(Saved data entries)
☆ ☆ ☆ ☆

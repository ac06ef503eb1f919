pub mod cli;
pub mod config;
pub mod document;
pub mod error;
pub mod extract;
pub mod history;
pub mod render;
pub mod report;
pub mod reshape;
pub mod source;

mod requests;

pub use document::{DayRecord, RawDocument};
pub use error::{Error, Result};
pub use extract::{Extractor, Fact, WatchList};
pub use render::RenderOptions;
pub use report::Report;
pub use reshape::RegionSeries;
pub use source::{CacheSource, DataSource, DocumentSource, RemoteSource};
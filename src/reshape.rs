use crate::{
    error::{Error, Result},
    extract::Fact,
};

/// Facts grouped by region, regions in first-seen order, each series ordered
/// from today backwards.
#[derive(Debug, Clone, Default, PartialEq, Eq)]
pub struct RegionSeries {
    entries: Vec<(String, Vec<Fact>)>,
}

impl RegionSeries {
    pub fn get(&self, region: &str) -> Option<&[Fact]> {
        self.entries
            .iter()
            .find(|(name, _)| name == region)
            .map(|(_, facts)| facts.as_slice())
    }

    pub fn regions(&self) -> impl Iterator<Item = &str> {
        self.entries.iter().map(|(name, _)| name.as_str())
    }

    pub fn iter(&self) -> impl Iterator<Item = (&str, &[Fact])> {
        self.entries
            .iter()
            .map(|(name, facts)| (name.as_str(), facts.as_slice()))
    }

    /// Counts only, today first.
    pub fn counts(&self, region: &str) -> Option<Vec<i64>> {
        self.get(region)
            .map(|facts| facts.iter().map(|f| f.infected).collect())
    }
}

/// Pivots per-day facts into per-region series.
///
/// Today's facts fix the set of regions, each named once. A historical fact
/// for any other region, or a today region absent from a historical day, is an
/// error.
pub fn reshape(today_facts: Vec<Fact>, history_facts: Vec<Vec<Fact>>) -> Result<RegionSeries> {
    let expected_len = history_facts.len() + 1;
    let mut entries: Vec<(String, Vec<Fact>)> = Vec::with_capacity(today_facts.len());
    for fact in today_facts {
        if entries.iter().any(|(name, _)| *name == fact.region) {
            return Err(Error::DuplicateRegion {
                region: fact.region,
            });
        }
        let mut facts = Vec::with_capacity(expected_len);
        let region = fact.region.clone();
        facts.push(fact);
        entries.push((region, facts));
    }

    for (index, day) in history_facts.into_iter().enumerate() {
        for fact in day {
            let Some((_, facts)) = entries.iter_mut().find(|(name, _)| *name == fact.region) else {
                return Err(Error::UnknownRegion {
                    region: fact.region,
                    days_ago: fact.days_ago,
                });
            };
            facts.push(fact);
        }

        let seen = index + 2;
        for (region, facts) in &entries {
            if facts.len() > seen {
                return Err(Error::DuplicateRegion {
                    region: region.clone(),
                });
            }
            if facts.len() < seen {
                return Err(Error::IncompleteSeries {
                    region: region.clone(),
                    days_ago: facts.last().map_or(0, |f| f.days_ago) + 1,
                });
            }
        }
    }

    Ok(RegionSeries { entries })
}
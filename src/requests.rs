use log::info;
use reqwest::{Client, ClientBuilder, Response};

use crate::error::{Error, Result};

pub struct RequestClient {
    client: Client,
}

impl RequestClient {
    pub fn new() -> Result<Self> {
        let client = ClientBuilder::new()
            .user_agent(concat!(env!("CARGO_PKG_NAME"), "/", env!("CARGO_PKG_VERSION")))
            .build()?;
        Ok(Self { client })
    }

    /// Sends a GET, turning any non-success status into a transport error.
    pub async fn fetch_url_response(&self, url: &str) -> Result<Response> {
        info!("Fetching {url}");
        let response = self.client.get(url).send().await?;
        let status = response.status();
        if !status.is_success() {
            return Err(Error::Transport {
                status,
                url: url.to_string(),
            });
        }
        Ok(response)
    }

    pub async fn fetch_url_body(&self, url: &str) -> Result<String> {
        let response = self.fetch_url_response(url).await?;
        let body = response.text().await?;
        Ok(body)
    }
}
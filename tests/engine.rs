use lanewise::pipeline::{Device, LaneBatch, PipelineState, ThreadPool};
use lanewise::{
    AttribType, BindingInfo, DescriptorLayout, Lanes, ModuleBuilder, Shader, LANE_COUNT,
    MAX_INTERFACE_SLOTS,
};
use spirv::{BuiltIn, Decoration, Op, Scope, StorageClass};

/// a fragment-like shader with one float input and one float output plus a
/// divergent if/else, drawn through the device
/// - tests that the whole parse/compile/dispatch path works
/// - tests that routines are cached per (shader, state) fingerprint
#[test]
fn draw_divergent_shader_through_device() {
    let mut b = ModuleBuilder::new();
    let float = b.id();
    b.inst(Op::TypeFloat, &[float, 32]);
    let bool_ty = b.id();
    b.inst(Op::TypeBool, &[bool_ty]);
    let in_ptr = b.id();
    b.inst(Op::TypePointer, &[in_ptr, StorageClass::Input as u32, float]);
    let out_ptr = b.id();
    b.inst(Op::TypePointer, &[out_ptr, StorageClass::Output as u32, float]);
    let in_var = b.id();
    b.inst(Op::Decorate, &[in_var, Decoration::Location as u32, 0]);
    b.inst(Op::Variable, &[in_ptr, in_var, StorageClass::Input as u32]);
    let out_var = b.id();
    b.inst(Op::Decorate, &[out_var, Decoration::Location as u32, 0]);
    b.inst(Op::Variable, &[out_ptr, out_var, StorageClass::Output as u32]);
    let threshold = b.id();
    b.inst(Op::Constant, &[float, threshold, 1.5f32.to_bits()]);
    let ten = b.id();
    b.inst(Op::Constant, &[float, ten, 10.0f32.to_bits()]);

    let entry = b.id();
    let then_l = b.id();
    let else_l = b.id();
    let merge = b.id();
    b.inst(Op::Label, &[entry]);
    let x = b.id();
    b.inst(Op::Load, &[float, x, in_var]);
    let c = b.id();
    b.inst(Op::FOrdLessThan, &[bool_ty, c, x, threshold]);
    b.inst(Op::SelectionMerge, &[merge, 0]);
    b.inst(Op::BranchConditional, &[c, then_l, else_l]);
    b.inst(Op::Label, &[then_l]);
    let neg = b.id();
    b.inst(Op::FNegate, &[float, neg, x]);
    b.inst(Op::Store, &[out_var, neg]);
    b.inst(Op::Branch, &[merge]);
    b.inst(Op::Label, &[else_l]);
    let plus = b.id();
    b.inst(Op::FAdd, &[float, plus, x, ten]);
    b.inst(Op::Store, &[out_var, plus]);
    b.inst(Op::Branch, &[merge]);
    b.inst(Op::Label, &[merge]);
    b.inst(Op::Return, &[]);

    let mut device = Device::with_config(ThreadPool::with_threads(2), 16);
    let shader = device.create_shader(b.build_words()).unwrap();
    let state = PipelineState::default();

    let mut batches: Vec<LaneBatch> = (0..3)
        .map(|batch| {
            let mut lanes = LaneBatch::default();
            lanes.inputs[0] = Lanes::from_fn(|l| (batch as f32 + l as f32 * 0.5).to_bits());
            lanes
        })
        .collect();
    device.draw(shader, &state, &[], &mut batches).unwrap();

    for (i, batch) in batches.iter().enumerate() {
        for lane in 0..LANE_COUNT {
            let x = i as f32 + lane as f32 * 0.5;
            let expected = if x < 1.5 { -x } else { x + 10.0 };
            assert_eq!(batch.outputs[0].f32(lane), expected, "batch {i} lane {lane}");
        }
        assert_eq!(batch.survivors, Lanes::ALL);
    }

    // same fingerprint reuses the routine; a different state compiles anew
    assert_eq!(device.cached_routines(), 1);
    device.draw(shader, &state, &[], &mut batches).unwrap();
    assert_eq!(device.cached_routines(), 1);
    let mut other = state;
    other.sample_count = 4;
    device.draw(shader, &other, &[], &mut batches).unwrap();
    assert_eq!(device.cached_routines(), 2);
}

/// an input block of two float4 members at locations 0 and 1
/// - tests the documented slot assignment: slots 0..3 and 4..7 are floats,
///   everything else stays unused
#[test]
fn interface_block_slot_assignment() {
    let mut b = ModuleBuilder::new();
    let float = b.id();
    b.inst(Op::TypeFloat, &[float, 32]);
    let v4 = b.id();
    b.inst(Op::TypeVector, &[v4, float, 4]);
    let st = b.id();
    b.inst(Op::MemberDecorate, &[st, 0, Decoration::Location as u32, 0]);
    b.inst(Op::MemberDecorate, &[st, 1, Decoration::Location as u32, 1]);
    b.inst(Op::TypeStruct, &[st, v4, v4]);
    let ptr = b.id();
    b.inst(Op::TypePointer, &[ptr, StorageClass::Input as u32, st]);
    let var = b.id();
    b.inst(Op::Variable, &[ptr, var, StorageClass::Input as u32]);

    let shader = Shader::from_module(b.build()).unwrap();
    let slots = shader.input_slots();
    for slot in 0..8 {
        assert_eq!(slots[slot].ty, AttribType::Float, "slot {slot}");
    }
    for slot in 8..MAX_INTERFACE_SLOTS {
        assert_eq!(slots[slot].ty, AttribType::Unused, "slot {slot}");
    }
}

/// a shader scaling its input by a value from a uniform buffer
/// - tests descriptor layout registration on the device
/// - tests the uniform (bulk) addressing regime against descriptor memory
#[test]
fn draw_with_descriptor_backed_uniform() {
    let mut b = ModuleBuilder::new();
    let float = b.id();
    b.inst(Op::TypeFloat, &[float, 32]);
    let in_ptr = b.id();
    b.inst(Op::TypePointer, &[in_ptr, StorageClass::Input as u32, float]);
    let out_ptr = b.id();
    b.inst(Op::TypePointer, &[out_ptr, StorageClass::Output as u32, float]);
    let ub_ptr = b.id();
    b.inst(Op::TypePointer, &[ub_ptr, StorageClass::Uniform as u32, float]);
    let in_var = b.id();
    b.inst(Op::Decorate, &[in_var, Decoration::Location as u32, 0]);
    b.inst(Op::Variable, &[in_ptr, in_var, StorageClass::Input as u32]);
    let out_var = b.id();
    b.inst(Op::Decorate, &[out_var, Decoration::Location as u32, 0]);
    b.inst(Op::Variable, &[out_ptr, out_var, StorageClass::Output as u32]);
    let scale = b.id();
    b.inst(Op::Decorate, &[scale, Decoration::DescriptorSet as u32, 0]);
    b.inst(Op::Decorate, &[scale, Decoration::Binding as u32, 0]);
    b.inst(Op::Variable, &[ub_ptr, scale, StorageClass::Uniform as u32]);

    let entry = b.id();
    b.inst(Op::Label, &[entry]);
    let x = b.id();
    b.inst(Op::Load, &[float, x, in_var]);
    let s = b.id();
    b.inst(Op::Load, &[float, s, scale]);
    let scaled = b.id();
    b.inst(Op::FMul, &[float, scaled, x, s]);
    b.inst(Op::Store, &[out_var, scaled]);
    b.inst(Op::Return, &[]);

    let mut device = Device::with_config(ThreadPool::with_threads(1), 16);
    let shader = device.create_shader(b.build_words()).unwrap();
    let layout = device.create_layout(DescriptorLayout::new(vec![vec![BindingInfo {
        offset: 0,
        len: 1,
    }]]));
    let mut state = PipelineState::default();
    state.descriptor_layout = layout;

    let memory = [3.0f32.to_bits()];
    let mut batches = [LaneBatch::default()];
    batches[0].inputs[0] = Lanes::from_fn(|l| (l as f32 + 1.0).to_bits());
    device
        .draw(shader, &state, &[&memory], &mut batches)
        .unwrap();
    for lane in 0..LANE_COUNT {
        assert_eq!(batches[0].outputs[0].f32(lane), (lane as f32 + 1.0) * 3.0);
    }
}

/// a subgroup reduction through the whole pipeline
/// - tests group-op lowering end to end: every lane observes the sum over
///   the live lanes of its group
#[test]
fn draw_subgroup_reduction() {
    let mut b = ModuleBuilder::new();
    let float = b.id();
    b.inst(Op::TypeFloat, &[float, 32]);
    let uint = b.id();
    b.inst(Op::TypeInt, &[uint, 32, 0]);
    let in_ptr = b.id();
    b.inst(Op::TypePointer, &[in_ptr, StorageClass::Input as u32, float]);
    let out_ptr = b.id();
    b.inst(Op::TypePointer, &[out_ptr, StorageClass::Output as u32, float]);
    let in_var = b.id();
    b.inst(Op::Decorate, &[in_var, Decoration::Location as u32, 0]);
    b.inst(Op::Variable, &[in_ptr, in_var, StorageClass::Input as u32]);
    let out_var = b.id();
    b.inst(Op::Decorate, &[out_var, Decoration::Location as u32, 0]);
    b.inst(Op::Variable, &[out_ptr, out_var, StorageClass::Output as u32]);
    let subgroup = b.id();
    b.inst(Op::Constant, &[uint, subgroup, Scope::Subgroup as u32]);

    let entry = b.id();
    b.inst(Op::Label, &[entry]);
    let x = b.id();
    b.inst(Op::Load, &[float, x, in_var]);
    let sum = b.id();
    b.inst(
        Op::GroupNonUniformFAdd,
        &[float, sum, subgroup, spirv::GroupOperation::Reduce as u32, x],
    );
    b.inst(Op::Store, &[out_var, sum]);
    b.inst(Op::Return, &[]);

    let mut device = Device::with_config(ThreadPool::with_threads(1), 4);
    let shader = device.create_shader(b.build_words()).unwrap();
    let state = PipelineState::default();

    // a full group and a partial one
    let mut batches = [LaneBatch::default(), LaneBatch::new(2)];
    batches[0].inputs[0] = Lanes::from_fn(|l| (l as f32 + 1.0).to_bits());
    batches[1].inputs[0] = Lanes::from_fn(|l| (l as f32 + 1.0).to_bits());
    device.draw(shader, &state, &[], &mut batches).unwrap();

    for lane in 0..LANE_COUNT {
        assert_eq!(batches[0].outputs[0].f32(lane), 10.0);
    }
    // only the two live lanes contribute, and only they store
    assert_eq!(batches[1].outputs[0].f32(0), 3.0);
    assert_eq!(batches[1].outputs[0].f32(1), 3.0);
    assert_eq!(batches[1].outputs[0].u32(2), 0);
    assert_eq!(batches[1].outputs[0].u32(3), 0);
}

/// a vertex-like shader writing a builtin block
/// - tests builtin block registration and the epilog copy into
///   `output_builtins`
#[test]
fn builtin_block_output_reaches_the_rasterizer() {
    let mut b = ModuleBuilder::new();
    let float = b.id();
    b.inst(Op::TypeFloat, &[float, 32]);
    let uint = b.id();
    b.inst(Op::TypeInt, &[uint, 32, 0]);
    let v4 = b.id();
    b.inst(Op::TypeVector, &[v4, float, 4]);
    let st = b.id();
    b.inst(
        Op::MemberDecorate,
        &[st, 0, Decoration::BuiltIn as u32, BuiltIn::Position as u32],
    );
    b.inst(Op::TypeStruct, &[st, v4]);
    let block_ptr = b.id();
    b.inst(Op::TypePointer, &[block_ptr, StorageClass::Output as u32, st]);
    let v4_out_ptr = b.id();
    b.inst(Op::TypePointer, &[v4_out_ptr, StorageClass::Output as u32, v4]);
    let block = b.id();
    b.inst(Op::Variable, &[block_ptr, block, StorageClass::Output as u32]);
    let zero_u = b.id();
    b.inst(Op::Constant, &[uint, zero_u, 0]);
    let x = b.id();
    b.inst(Op::Constant, &[float, x, 1.0f32.to_bits()]);
    let y = b.id();
    b.inst(Op::Constant, &[float, y, 2.0f32.to_bits()]);
    let z = b.id();
    b.inst(Op::Constant, &[float, z, 3.0f32.to_bits()]);
    let w = b.id();
    b.inst(Op::Constant, &[float, w, 4.0f32.to_bits()]);
    let position = b.id();
    b.inst(Op::ConstantComposite, &[v4, position, x, y, z, w]);

    let entry = b.id();
    b.inst(Op::Label, &[entry]);
    let member = b.id();
    b.inst(Op::AccessChain, &[v4_out_ptr, member, block, zero_u]);
    b.inst(Op::Store, &[member, position]);
    b.inst(Op::Return, &[]);

    let mut device = Device::with_config(ThreadPool::with_threads(1), 4);
    let shader = device.create_shader(b.build_words()).unwrap();
    let mut batches = [LaneBatch::default()];
    device
        .draw(shader, &PipelineState::default(), &[], &mut batches)
        .unwrap();

    let position_out = &batches[0].output_builtins[&BuiltIn::Position];
    assert_eq!(position_out.len(), 4);
    for lane in 0..LANE_COUNT {
        assert_eq!(position_out[0].f32(lane), 1.0);
        assert_eq!(position_out[1].f32(lane), 2.0);
        assert_eq!(position_out[2].f32(lane), 3.0);
        assert_eq!(position_out[3].f32(lane), 4.0);
    }
}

☆ ☆ ☆ ☆

Problem to solve
Every line from the line containing "A historical fact" through the line containing "Vec<Fact>, history_facts: Vec<Vec<Fact>>)" in the records above must be retyped exactly. Leave out the rest.

Result of the task
/// Today's facts fix the set of regions, each named once. A historical fact
/// for any other region, or a today region absent from a historical day, is an
/// error.
pub fn reshape(today_facts: Vec<Fact>, history_facts: Vec<Vec<Fact>>) -> Result<RegionSeries> {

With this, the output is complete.